Public school teachers and administrators are always quick to find another culprit when their students come up short. For poor black children, they blame the collapse of the African-American family, pervasive poverty, inadequate school funding – the list goes on and on. The only problem with this finger pointing is that some educators are able to break through those very real barriers.

Eva Moskowitz, head of the Success Academies in Harlem and the South Bronx, left every other public school in the dust in the recent testing. SuccessAcademyBronx 2, with an 85 percent poverty rate and not one white or Asian student in the test pool, outperformed every other city school; 97 percent of the kids achieved “proficiency” in math and 77 percent in English.

To the extent I’ve been following the NYC Mayoral race, it seems that the winner of yesterday’s Democrat primary, Bill De Blasio, promises to handcuff the police and close or restrict schools like the Success Academies. We don’t need any more disgruntled policemen – we already have a surfeit – but if New York City doesn’t want her, perhaps we should ask Eva Moskowitz to come to our own troubled schools and help out. At the very least, maybe we should form another committee so beloved in Greenwich and send its members down to Harlem to see what Moskowitz is doing and how she’s getting the results that she does. That would be a better expenditure of our money that introducing “digital learning tools”, which strikes me as just another expensive “fix”, just like all the other fixes we try, to divert attention from our failures.

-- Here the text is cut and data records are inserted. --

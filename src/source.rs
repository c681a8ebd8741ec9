//! Read-only, windowed access to the labels of a scene.
//!
//! A [`LabelSource`] is to [`ObjectDetectionLabels`] what a database is to
//! a query result: training and evaluation pipelines ask it for the labels
//! of one window at a time.

use std::ops::{Range, RangeFrom, RangeFull, RangeTo};

use crate::crs::CrsTransformer;
use crate::error::SceneLabelError;
use crate::geom::BBox;
use crate::labels::geojson::FeatureCollection;
use crate::labels::ObjectDetectionLabels;

/// One axis of a slice key, with optional bounds in pixels.
#[derive(Clone, Copy, Debug, Default, PartialEq, Eq)]
pub struct AxisSlice {
    pub start: Option<i64>,
    pub stop: Option<i64>,
}

impl AxisSlice {
    pub fn new(start: Option<i64>, stop: Option<i64>) -> Self {
        Self { start, stop }
    }

    /// The slice covering the whole axis.
    pub fn full() -> Self {
        Self::default()
    }

    fn has_negative_bound(&self) -> bool {
        self.start.is_some_and(|v| v < 0) || self.stop.is_some_and(|v| v < 0)
    }
}

impl From<Range<i64>> for AxisSlice {
    fn from(r: Range<i64>) -> Self {
        Self::new(Some(r.start), Some(r.end))
    }
}

impl From<RangeFrom<i64>> for AxisSlice {
    fn from(r: RangeFrom<i64>) -> Self {
        Self::new(Some(r.start), None)
    }
}

impl From<RangeTo<i64>> for AxisSlice {
    fn from(r: RangeTo<i64>) -> Self {
        Self::new(None, Some(r.end))
    }
}

impl From<RangeFull> for AxisSlice {
    fn from(_: RangeFull) -> Self {
        Self::full()
    }
}

/// Key accepted by [`LabelSource::get_item`].
#[derive(Clone, Debug, PartialEq)]
pub enum SliceKey {
    /// A window given directly as a box.
    Window(BBox),
    /// Row slice, optionally followed by a column slice.
    Slices(Vec<AxisSlice>),
}

impl SliceKey {
    /// Key selecting rows over the full width.
    pub fn rows(rows: impl Into<AxisSlice>) -> Self {
        SliceKey::Slices(vec![rows.into()])
    }

    /// Key selecting rows and columns.
    pub fn rows_cols(rows: impl Into<AxisSlice>, cols: impl Into<AxisSlice>) -> Self {
        SliceKey::Slices(vec![rows.into(), cols.into()])
    }
}

/// Translates a row slice and optional column slice into a window of
/// `extent`.
///
/// Open starts become 0 and open stops become the far edge of `extent`.
///
/// # Errors
/// Returns [`SceneLabelError::UnsupportedKey`] unless there are one or two
/// slices, and [`SceneLabelError::NotImplemented`] for negative bounds.
pub fn window_from_slices(slices: &[AxisSlice], extent: &BBox) -> Result<BBox, SceneLabelError> {
    let (rows, cols) = match slices {
        [rows] => (*rows, AxisSlice::full()),
        [rows, cols] => (*rows, *cols),
        _ => {
            return Err(SceneLabelError::UnsupportedKey(format!(
                "expected 1 or 2 slices, got {}",
                slices.len()
            )))
        }
    };

    if rows.has_negative_bound() || cols.has_negative_bound() {
        return Err(SceneLabelError::NotImplemented(
            "negative slice bounds".into(),
        ));
    }

    let start = |v: Option<i64>| v.map_or(0.0, |v| v as f64);
    Ok(BBox::new(
        start(rows.start),
        start(cols.start),
        rows.stop.map_or(extent.ymax, |v| v as f64),
        cols.stop.map_or(extent.xmax, |v| v as f64),
    ))
}

/// A read-only source of labels for one scene.
pub trait LabelSource {
    /// Returns the labels overlapping `window`, or all labels for `None`.
    fn get_labels(&self, window: Option<&BBox>) -> Result<ObjectDetectionLabels, SceneLabelError>;

    /// Returns the valid pixel region of the scene.
    fn extent(&self) -> BBox;

    /// Sets the valid pixel region. Setting the same extent twice has the
    /// same effect as setting it once.
    fn set_extent(&mut self, extent: BBox);

    /// Returns the transformer between pixel and map coordinates.
    fn crs_transformer(&self) -> &dyn CrsTransformer;

    /// Returns the labels of the window selected by `key`.
    ///
    /// # Errors
    /// Box keys are not supported yet and return
    /// [`SceneLabelError::NotImplemented`]; slice keys fail as described
    /// in [`window_from_slices`].
    fn get_item(&self, key: &SliceKey) -> Result<ObjectDetectionLabels, SceneLabelError> {
        match key {
            SliceKey::Window(_) => Err(SceneLabelError::NotImplemented(
                "indexing a label source with a box".into(),
            )),
            SliceKey::Slices(slices) => {
                let window = window_from_slices(slices, &self.extent())?;
                self.get_labels(Some(&window))
            }
        }
    }
}

/// Label source backed by an in-memory label set.
pub struct ObjectDetectionLabelSource {
    labels: ObjectDetectionLabels,
    extent: BBox,
    crs_transformer: Box<dyn CrsTransformer>,
}

impl ObjectDetectionLabelSource {
    /// Creates a source over labels already in the pixel frame.
    pub fn new(
        labels: ObjectDetectionLabels,
        extent: BBox,
        crs_transformer: Box<dyn CrsTransformer>,
    ) -> Self {
        Self {
            labels,
            extent,
            crs_transformer,
        }
    }

    /// Creates a source from GeoJSON in map coordinates.
    ///
    /// Features are moved to the pixel frame with `crs_transformer`; boxes
    /// less than 80% inside `extent` are dropped and the rest are clipped
    /// to it.
    pub fn from_geojson(
        collection: &FeatureCollection,
        extent: BBox,
        crs_transformer: Box<dyn CrsTransformer>,
    ) -> Result<Self, SceneLabelError> {
        let pixels =
            collection.map_positions(&|x, y| crs_transformer.map_to_pixel((x, y)));
        let labels = ObjectDetectionLabels::from_geojson(&pixels, Some(&extent))?;
        Ok(Self::new(labels, extent, crs_transformer))
    }
}

impl LabelSource for ObjectDetectionLabelSource {
    fn get_labels(&self, window: Option<&BBox>) -> Result<ObjectDetectionLabels, SceneLabelError> {
        match window {
            None => Ok(self.labels.clone()),
            // any positive overlap counts
            Some(window) => self.labels.get_overlapping(window, 0.0, false),
        }
    }

    fn extent(&self) -> BBox {
        self.extent
    }

    fn set_extent(&mut self, extent: BBox) {
        self.extent = extent;
    }

    fn crs_transformer(&self) -> &dyn CrsTransformer {
        self.crs_transformer.as_ref()
    }
}

#[cfg(test)]
mod tests {
    use super::*;
    use crate::crs::IdentityTransformer;
    use crate::geom::ClassId;

    fn source() -> ObjectDetectionLabelSource {
        let labels = ObjectDetectionLabels::new(
            vec![
                BBox::new(0.0, 0.0, 10.0, 10.0),
                BBox::new(50.0, 50.0, 60.0, 60.0),
                BBox::new(90.0, 0.0, 100.0, 10.0),
            ],
            vec![ClassId(1), ClassId(2), ClassId(3)],
            None,
        )
        .unwrap();
        ObjectDetectionLabelSource::new(
            labels,
            BBox::new(0.0, 0.0, 100.0, 100.0),
            Box::new(IdentityTransformer),
        )
    }

    #[test]
    fn test_window_from_slices() {
        let extent = BBox::new(0.0, 0.0, 100.0, 200.0);
        assert_eq!(
            window_from_slices(&[AxisSlice::from(10i64..20)], &extent).unwrap(),
            BBox::new(10.0, 0.0, 20.0, 200.0)
        );
        assert_eq!(
            window_from_slices(&[AxisSlice::from(..50i64), AxisSlice::from(5i64..)], &extent).unwrap(),
            BBox::new(0.0, 5.0, 50.0, 200.0)
        );
        assert_eq!(
            window_from_slices(&[AxisSlice::from(..), AxisSlice::from(..)], &extent).unwrap(),
            BBox::new(0.0, 0.0, 100.0, 200.0)
        );
    }

    #[test]
    fn test_window_from_slices_rejects_bad_keys() {
        let extent = BBox::new(0.0, 0.0, 100.0, 100.0);
        assert!(matches!(
            window_from_slices(&[], &extent),
            Err(SceneLabelError::UnsupportedKey(_))
        ));
        assert!(matches!(
            window_from_slices(&[AxisSlice::full(); 3], &extent),
            Err(SceneLabelError::UnsupportedKey(_))
        ));
        assert!(matches!(
            window_from_slices(&[AxisSlice::from(-5i64..10)], &extent),
            Err(SceneLabelError::NotImplemented(_))
        ));
        assert!(matches!(
            window_from_slices(&[AxisSlice::full(), AxisSlice::from(..-1i64)], &extent),
            Err(SceneLabelError::NotImplemented(_))
        ));
    }

    #[test]
    fn test_get_labels() {
        let src = source();
        assert_eq!(src.get_labels(None).unwrap().len(), 3);

        let window = BBox::new(0.0, 0.0, 55.0, 55.0);
        let labels = src.get_labels(Some(&window)).unwrap();
        assert_eq!(labels.class_ids(), &[ClassId(1), ClassId(2)]);
    }

    #[test]
    fn test_get_item() {
        let src = source();
        let labels = src.get_item(&SliceKey::rows(80i64..)).unwrap();
        assert_eq!(labels.class_ids(), &[ClassId(3)]);

        let labels = src.get_item(&SliceKey::rows_cols(..20i64, ..20i64)).unwrap();
        assert_eq!(labels.class_ids(), &[ClassId(1)]);

        assert!(matches!(
            src.get_item(&SliceKey::Window(BBox::new(0.0, 0.0, 1.0, 1.0))),
            Err(SceneLabelError::NotImplemented(_))
        ));
    }

    #[test]
    fn test_set_extent_is_idempotent() {
        let mut src = source();
        let extent = BBox::new(0.0, 0.0, 50.0, 50.0);
        src.set_extent(extent);
        src.set_extent(extent);
        assert_eq!(src.extent(), extent);

        let labels = src.get_item(&SliceKey::rows(..)).unwrap();
        assert_eq!(labels.len(), 1);
    }
}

Any such committee should be comprised entirely of non-union teachers and citizens not affiliated in any way with our BOE or its employee Dr. McKiersie, people who are determined to keep the present failing structure in place. Of course, any reforms we might try to introduce in Connecticut would be thwarted by our local Democrats and their allies in Hartford, blacks and whites, but at least we’d know what we’re missing.